大腿骨とは、太ももの骨のことだ。股関節として、球状の骨「大腿骨頭(こっとう)」が太ももの動きを可能にしている。大腿骨頭からくびれた細い部分を「頸部」、その下の太い部分を「転子(てんし)部」といい、あわせて「大腿骨近位部」と呼ぶ。
近年、高齢者の増加とともに、大腿骨の骨折が増えている。
高齢者は骨の強度が弱まっているうえに、筋力の低下による転倒を起こしやすい。中でも、転倒して大腿骨近位部骨折に至るケースが、高齢者では頻発して整形外科医は多忙をきわめる現状だ。東京都板橋区の中核病院である高島平中央総合病院では、股関節周辺骨折の手術を年間約230例以上と、都内でもトップクラスの手術数を実施している。同院院長で整形外科の島峰聡医師はこう話す。
「大腿骨近位部骨折の9割以上は救急搬送です。施設からの救急要請も頻繁にあります。近年では90歳以上の方の手術も珍しくありません」 搬送されてきた患者の全身状態を考慮して、できる限り早く手術することが寝たきりを防ぐ道だと島峰医師は強調する。
■高齢者に増加する転倒骨折再骨折のリスクも大
日本臨床整形外科学会理事長で田辺整形外科医院理事長の田辺秀樹医師はこう話す。
「転倒骨折が増加し続けているのは、ただ高齢者が増えているからという理由だけでは説明できません。海外では高齢化が進んでいても、転倒骨折を減らせている国もあります。日本で予防や対策がうまくいっていないことが原因の一つと考えられます」
転倒骨折が増えると、医療費だけでなく、介護費用も増加し、社会的にも経済的にも損失が生じる。転倒骨折は、認知症や脳卒中同様、予防に努めるべき重大な問題なのだ。転倒骨折は骨粗鬆症と転倒の二つが重なることで起こる。高齢者は、高齢化が進むほど骨がもろくなる骨粗鬆症を発症している場合が多い。
わが国における要支援・要介護になる原因は、1位が認知症で18.0%、2位が脳血管疾患(脳卒中)の16.6%、3位が高齢による衰弱の13.3%に次ぎ、骨折・転倒は12.1%と4位だ(厚生労働省「国民生活基礎調査2016年」)。しかしこの事実は意外と認識されていない。高齢者が転倒骨折を起こすと、寝たきりへと至る悪循環を生み出す可能性が高い。一度転倒骨折すると、その後の正常な歩行を困難にし、再転倒のリスクもきわめて高くなる。
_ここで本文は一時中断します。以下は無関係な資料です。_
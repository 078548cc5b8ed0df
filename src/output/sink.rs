//! Document sinks receiving crawled items

use crate::connector::Item;
use crate::state::RunKey;
use parking_lot::Mutex;
use std::fs::{File, OpenOptions};
use std::io::{BufWriter, Write};
use std::path::{Path, PathBuf};
use std::sync::Arc;
use thiserror::Error;

/// Errors that can occur writing documents
#[derive(Debug, Error)]
pub enum SinkError {
    #[error("IO error: {0}")]
    Io(#[from] std::io::Error),

    #[error("Failed to encode document {id}: {message}")]
    Encode { id: String, message: String },
}

/// Result type for sink operations
pub type SinkResult<T> = Result<T, SinkError>;

/// Destination for the documents one attempt produces
///
/// `flush` is called before every checkpoint persist: once it returns, every
/// document written so far must be durable, so a checkpoint never claims items
/// the sink could still lose.
pub trait DocumentSink: Send {
    fn write(&mut self, item: &Item) -> SinkResult<()>;

    fn flush(&mut self) -> SinkResult<()>;
}

/// Appends one JSON object per line to `<dir>/<source>_<generation>.jsonl`
pub struct JsonlSink {
    path: PathBuf,
    writer: BufWriter<File>,
}

impl JsonlSink {
    /// Opens (or creates) the output file for a run key
    ///
    /// # Arguments
    ///
    /// * `dir` - Output directory, created if missing
    /// * `source_name` - Source name used in the file name
    /// * `key` - The run's (source, generation) pair
    pub fn create(dir: &Path, source_name: &str, key: RunKey) -> SinkResult<Self> {
        std::fs::create_dir_all(dir)?;
        let path = dir.join(Self::file_name(source_name, key.generation_id));
        let file = OpenOptions::new().create(true).append(true).open(&path)?;
        tracing::debug!("Writing documents to {}", path.display());
        Ok(Self {
            path,
            writer: BufWriter::new(file),
        })
    }

    pub fn file_name(source_name: &str, generation_id: i64) -> String {
        let safe: String = source_name
            .chars()
            .map(|c| if c.is_ascii_alphanumeric() || c == '-' || c == '_' { c } else { '_' })
            .collect();
        format!("{}_{}.jsonl", safe, generation_id)
    }

    pub fn path(&self) -> &Path {
        &self.path
    }
}

impl DocumentSink for JsonlSink {
    fn write(&mut self, item: &Item) -> SinkResult<()> {
        serde_json::to_writer(&mut self.writer, item).map_err(|e| SinkError::Encode {
            id: item.id.clone(),
            message: e.to_string(),
        })?;
        self.writer.write_all(b"\n")?;
        Ok(())
    }

    fn flush(&mut self) -> SinkResult<()> {
        self.writer.flush()?;
        self.writer.get_ref().sync_data()?;
        Ok(())
    }
}

/// In-memory sink; clones share the same buffer
#[derive(Debug, Clone, Default)]
pub struct MemorySink {
    items: Arc<Mutex<Vec<Item>>>,
    flushes: Arc<Mutex<usize>>,
}

impl MemorySink {
    pub fn new() -> Self {
        Self::default()
    }

    pub fn items(&self) -> Vec<Item> {
        self.items.lock().clone()
    }

    pub fn ids(&self) -> Vec<String> {
        self.items.lock().iter().map(|item| item.id.clone()).collect()
    }

    pub fn len(&self) -> usize {
        self.items.lock().len()
    }

    pub fn is_empty(&self) -> bool {
        self.items.lock().is_empty()
    }

    pub fn flush_count(&self) -> usize {
        *self.flushes.lock()
    }
}

impl DocumentSink for MemorySink {
    fn write(&mut self, item: &Item) -> SinkResult<()> {
        self.items.lock().push(item.clone());
        Ok(())
    }

    fn flush(&mut self) -> SinkResult<()> {
        *self.flushes.lock() += 1;
        Ok(())
    }
}
//! Bounded display-name cache owned by one connector instance

use lru::LruCache;
use parking_lot::Mutex;
use std::num::NonZeroUsize;

const DEFAULT_CAPACITY: usize = 1024;

/// LRU cache mapping container ids to display names
///
/// Each connector instance owns its own cache, so names never leak between runs.
/// Callers invalidate explicitly when the underlying hierarchy may have changed.
pub struct NameCache {
    entries: Mutex<LruCache<String, String>>,
}

impl Default for NameCache {
    fn default() -> Self {
        Self::new(DEFAULT_CAPACITY)
    }
}

impl NameCache {
    /// Creates a cache holding at most `capacity` names (minimum 1)
    pub fn new(capacity: usize) -> Self {
        let capacity = NonZeroUsize::new(capacity).unwrap_or(NonZeroUsize::MIN);
        Self {
            entries: Mutex::new(LruCache::new(capacity)),
        }
    }

    /// Returns the cached name for `id`, computing and caching it on a miss
    pub fn get_or_insert_with(&self, id: &str, resolve: impl FnOnce() -> String) -> String {
        let mut entries = self.entries.lock();
        if let Some(name) = entries.get(id) {
            return name.clone();
        }
        let name = resolve();
        entries.put(id.to_string(), name.clone());
        name
    }

    pub fn invalidate(&self, id: &str) {
        self.entries.lock().pop(id);
    }

    pub fn clear(&self) {
        self.entries.lock().clear();
    }

    pub fn len(&self) -> usize {
        self.entries.lock().len()
    }

    pub fn is_empty(&self) -> bool {
        self.len() == 0
    }
}
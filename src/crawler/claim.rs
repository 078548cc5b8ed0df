//! Container claim pool for one partitionable stage

use parking_lot::{Condvar, Mutex};
use std::collections::{BTreeMap, BTreeSet, VecDeque};
use std::time::Duration;

/// Upper bound on one condition-variable wait before re-checking the pool
const WAIT_SLICE: Duration = Duration::from_millis(500);

#[derive(Debug, Clone, Copy, PartialEq, Eq)]
enum Slot {
    Available,
    Claimed,
    Finished,
}

/// A container handed to one sub-worker
#[derive(Debug, Clone, PartialEq, Eq)]
pub struct Claim {
    pub container: String,
    /// The container was in progress when the checkpoint was taken
    pub resumed: bool,
}

/// Snapshot of the pool's slots
#[derive(Debug, Clone, Copy, Default, PartialEq, Eq)]
pub struct PoolCounts {
    pub available: usize,
    pub claimed: usize,
    pub finished: usize,
}

struct PoolState {
    slots: BTreeMap<String, Slot>,
    resume_first: VecDeque<String>,
    resumed: BTreeSet<String>,
    aborted: bool,
}

impl PoolState {
    fn take_claimable(&mut self) -> Option<Claim> {
        while let Some(id) = self.resume_first.pop_front() {
            if let Some(slot) = self.slots.get_mut(&id) {
                if *slot == Slot::Available {
                    *slot = Slot::Claimed;
                    return Some(Claim {
                        container: id,
                        resumed: true,
                    });
                }
            }
        }

        let (id, slot) = self
            .slots
            .iter_mut()
            .find(|(_, slot)| **slot == Slot::Available)?;
        *slot = Slot::Claimed;
        Some(Claim {
            resumed: self.resumed.contains(id),
            container: id.clone(),
        })
    }

    fn any_claimed(&self) -> bool {
        self.slots.values().any(|slot| *slot == Slot::Claimed)
    }
}

/// Disjoint, dynamic assignment of containers to sub-workers
///
/// Owned by the crawl state machine for the lifetime of one stage. Sub-workers
/// borrow the pool and only ever hold container ids.
pub struct ClaimPool {
    state: Mutex<PoolState>,
    changed: Condvar,
}

impl ClaimPool {
    /// Builds the pool for a stage
    ///
    /// # Arguments
    ///
    /// * `containers` - Every container discovered at stage entry
    /// * `completed` - Containers already finished according to the checkpoint
    /// * `resumed` - Containers that were in progress; they are handed out first
    pub fn new(
        containers: &[String],
        completed: &BTreeSet<String>,
        resumed: impl IntoIterator<Item = String>,
    ) -> Self {
        let slots = containers
            .iter()
            .map(|id| {
                let slot = if completed.contains(id) {
                    Slot::Finished
                } else {
                    Slot::Available
                };
                (id.clone(), slot)
            })
            .collect::<BTreeMap<_, _>>();

        let resumed: BTreeSet<String> = resumed
            .into_iter()
            .filter(|id| slots.get(id) == Some(&Slot::Available))
            .collect();

        Self {
            state: Mutex::new(PoolState {
                slots,
                resume_first: resumed.iter().cloned().collect(),
                resumed,
                aborted: false,
            }),
            changed: Condvar::new(),
        }
    }

    /// Claims the next container
    ///
    /// Blocks only while nothing is claimable but some container is still claimed
    /// by another worker, since a released container becomes claimable again.
    ///
    /// # Returns
    ///
    /// * `Some(Claim)` - The container now exclusively held by the caller
    /// * `None` - Nothing is claimable and nothing is in progress, or the pool was aborted
    pub fn claim(&self) -> Option<Claim> {
        let mut state = self.state.lock();
        loop {
            if state.aborted {
                return None;
            }
            if let Some(claim) = state.take_claimable() {
                return Some(claim);
            }
            if !state.any_claimed() {
                return None;
            }
            self.changed.wait_for(&mut state, WAIT_SLICE);
        }
    }

    /// Marks a claimed container finished
    pub fn complete(&self, container: &str) {
        let mut state = self.state.lock();
        if let Some(slot) = state.slots.get_mut(container) {
            *slot = Slot::Finished;
        }
        drop(state);
        self.changed.notify_all();
    }

    /// Returns a claimed container to the pool unfinished
    pub fn release(&self, container: &str) {
        let mut state = self.state.lock();
        if let Some(slot) = state.slots.get_mut(container) {
            if *slot == Slot::Claimed {
                *slot = Slot::Available;
            }
        }
        drop(state);
        self.changed.notify_all();
    }

    /// Wakes every waiter and makes all further claims return None
    pub fn abort(&self) {
        self.state.lock().aborted = true;
        self.changed.notify_all();
    }

    /// Returns true once every container is finished
    pub fn is_drained(&self) -> bool {
        self.state
            .lock()
            .slots
            .values()
            .all(|slot| *slot == Slot::Finished)
    }

    pub fn counts(&self) -> PoolCounts {
        let state = self.state.lock();
        let mut counts = PoolCounts::default();
        for slot in state.slots.values() {
            match slot {
                Slot::Available => counts.available += 1,
                Slot::Claimed => counts.claimed += 1,
                Slot::Finished => counts.finished += 1,
            }
        }
        counts
    }
}
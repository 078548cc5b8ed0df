use crate::config::types::{
    Config, CoordinationConfig, GenerationEntry, QueueConfig, SchedulerConfig, SourceEntry,
    StorageConfig, WorkerConfig,
};
use crate::connector::KNOWN_CONNECTORS;
use crate::state::GenerationStatus;
use crate::ConfigError;
use std::collections::HashSet;

/// Validates the entire configuration
pub fn validate(config: &Config) -> Result<(), ConfigError> {
    validate_coordination_config(&config.coordination)?;
    validate_storage_config(&config.storage)?;
    validate_queue_config(&config.queue, &config.worker)?;
    validate_scheduler_config(&config.scheduler)?;
    validate_worker_config(&config.worker)?;

    if config.validator.interval_secs == 0 {
        return Err(ConfigError::Validation(
            "validator interval_secs must be >= 1".to_string(),
        ));
    }

    validate_sources(&config.sources)?;
    validate_generations(&config.generations)?;
    Ok(())
}

/// Validates coordination cache configuration
fn validate_coordination_config(config: &CoordinationConfig) -> Result<(), ConfigError> {
    if config.cache_path.is_empty() {
        return Err(ConfigError::Validation(
            "cache_path cannot be empty".to_string(),
        ));
    }

    // Liveness is renewed every third of its TTL, which must stay >= 1s
    if config.liveness_ttl_secs < 3 {
        return Err(ConfigError::Validation(format!(
            "liveness_ttl_secs must be >= 3, got {}",
            config.liveness_ttl_secs
        )));
    }

    if config.lock_timeout_secs == 0 {
        return Err(ConfigError::Validation(
            "lock_timeout_secs must be >= 1".to_string(),
        ));
    }

    if config.heartbeat_ttl_secs == 0 {
        return Err(ConfigError::Validation(
            "heartbeat_ttl_secs must be >= 1".to_string(),
        ));
    }

    Ok(())
}

/// Validates storage configuration
fn validate_storage_config(config: &StorageConfig) -> Result<(), ConfigError> {
    if config.database_path.is_empty() {
        return Err(ConfigError::Validation(
            "database_path cannot be empty".to_string(),
        ));
    }

    if config.checkpoint_dir.is_empty() {
        return Err(ConfigError::Validation(
            "checkpoint_dir cannot be empty".to_string(),
        ));
    }

    if config.checkpoint_size_limit < 1024 {
        return Err(ConfigError::Validation(format!(
            "checkpoint_size_limit must be >= 1024 bytes, got {}",
            config.checkpoint_size_limit
        )));
    }

    if config.checkpoint_retention_days == 0 {
        return Err(ConfigError::Validation(
            "checkpoint_retention_days must be >= 1".to_string(),
        ));
    }

    Ok(())
}

/// Validates task queue configuration
fn validate_queue_config(config: &QueueConfig, worker: &WorkerConfig) -> Result<(), ConfigError> {
    if config.name.is_empty() {
        return Err(ConfigError::Validation(
            "queue name cannot be empty".to_string(),
        ));
    }

    // A task redelivered while its first worker is still inside the hard timeout
    // would look alive to the validator for the whole overlap
    if config.visibility_timeout_secs < worker.hard_timeout_secs {
        return Err(ConfigError::Validation(format!(
            "visibility_timeout_secs ({}) must be >= hard_timeout_secs ({})",
            config.visibility_timeout_secs, worker.hard_timeout_secs
        )));
    }

    Ok(())
}

/// Validates scheduler configuration
fn validate_scheduler_config(config: &SchedulerConfig) -> Result<(), ConfigError> {
    if config.beat_interval_secs == 0 {
        return Err(ConfigError::Validation(
            "beat_interval_secs must be >= 1".to_string(),
        ));
    }

    if config.repeated_error_threshold == 0 {
        return Err(ConfigError::Validation(
            "repeated_error_threshold must be >= 1".to_string(),
        ));
    }

    if config.poll_offset_minutes < 0 {
        return Err(ConfigError::Validation(format!(
            "poll_offset_minutes cannot be negative, got {}",
            config.poll_offset_minutes
        )));
    }

    Ok(())
}

/// Validates worker configuration
fn validate_worker_config(config: &WorkerConfig) -> Result<(), ConfigError> {
    if config.max_crawl_workers < 1 || config.max_crawl_workers > 64 {
        return Err(ConfigError::Validation(format!(
            "max_crawl_workers must be between 1 and 64, got {}",
            config.max_crawl_workers
        )));
    }

    if config.checkpoint_every == 0 {
        return Err(ConfigError::Validation(
            "checkpoint_every must be >= 1".to_string(),
        ));
    }

    if config.fence_wait_timeout_secs == 0 || config.hard_timeout_secs == 0 {
        return Err(ConfigError::Validation(
            "fence_wait_timeout_secs and hard_timeout_secs must be >= 1".to_string(),
        ));
    }

    if !(config.failure_ratio > 0.0 && config.failure_ratio <= 1.0) {
        return Err(ConfigError::Validation(format!(
            "failure_ratio must be in (0, 1], got {}",
            config.failure_ratio
        )));
    }

    if config.retry_max_attempts == 0 {
        return Err(ConfigError::Validation(
            "retry_max_attempts must be >= 1".to_string(),
        ));
    }

    if config.retry_base_delay_ms > config.retry_max_delay_ms {
        return Err(ConfigError::Validation(format!(
            "retry_base_delay_ms ({}) cannot exceed retry_max_delay_ms ({})",
            config.retry_base_delay_ms, config.retry_max_delay_ms
        )));
    }

    Ok(())
}

/// Validates source entries
fn validate_sources(sources: &[SourceEntry]) -> Result<(), ConfigError> {
    let mut names = HashSet::new();
    let mut identities = HashSet::new();

    for source in sources {
        if source.name.is_empty() {
            return Err(ConfigError::Validation(
                "source name cannot be empty".to_string(),
            ));
        }

        if !names.insert(source.name.as_str()) {
            return Err(ConfigError::Validation(format!(
                "Duplicate source name '{}'",
                source.name
            )));
        }

        if !KNOWN_CONNECTORS.contains(&source.connector.as_str()) {
            return Err(ConfigError::UnknownConnector(source.connector.clone()));
        }

        if source.credential.is_empty() {
            return Err(ConfigError::Validation(format!(
                "Source '{}' must name a credential",
                source.name
            )));
        }

        if !identities.insert((source.connector.as_str(), source.credential.as_str())) {
            return Err(ConfigError::Validation(format!(
                "Source '{}' duplicates connector '{}' with credential '{}'",
                source.name, source.connector, source.credential
            )));
        }

        if source.root.is_empty() {
            return Err(ConfigError::Validation(format!(
                "Source '{}' must have a root",
                source.name
            )));
        }

        if source.refresh_freq_secs == Some(0) {
            return Err(ConfigError::Validation(format!(
                "Source '{}' refresh_freq_secs must be >= 1 when set",
                source.name
            )));
        }
    }

    Ok(())
}

/// Validates index generation entries
fn validate_generations(generations: &[GenerationEntry]) -> Result<(), ConfigError> {
    let mut ids = HashSet::new();
    let mut present = 0;

    for generation in generations {
        let status = GenerationStatus::from_db_string(&generation.status).ok_or_else(|| {
            ConfigError::Validation(format!(
                "Generation {} has unknown status '{}'",
                generation.id, generation.status
            ))
        })?;

        if status == GenerationStatus::Present {
            present += 1;
        }

        if !ids.insert(generation.id) {
            return Err(ConfigError::Validation(format!(
                "Duplicate generation id {}",
                generation.id
            )));
        }
    }

    if present > 1 {
        return Err(ConfigError::Validation(format!(
            "At most one generation can be present, found {}",
            present
        )));
    }

    Ok(())
}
また転倒に対する恐怖感が生じると、外出や運動を避けがちになり、さらに筋力が低下し、再転倒を繰り返すリスクがある。
「再び骨折すると、リハビリによる回復も最初の骨折の場合よりも困難となる可能性も高く、いよいよ寝たきりでの要介護という状態に移行してしまいます」(田辺医師)
転ばぬ先の杖、最近はお洒落なポールを両手にウオーキングするシニアを見かける、この秋に初めてみるといいかもしらない。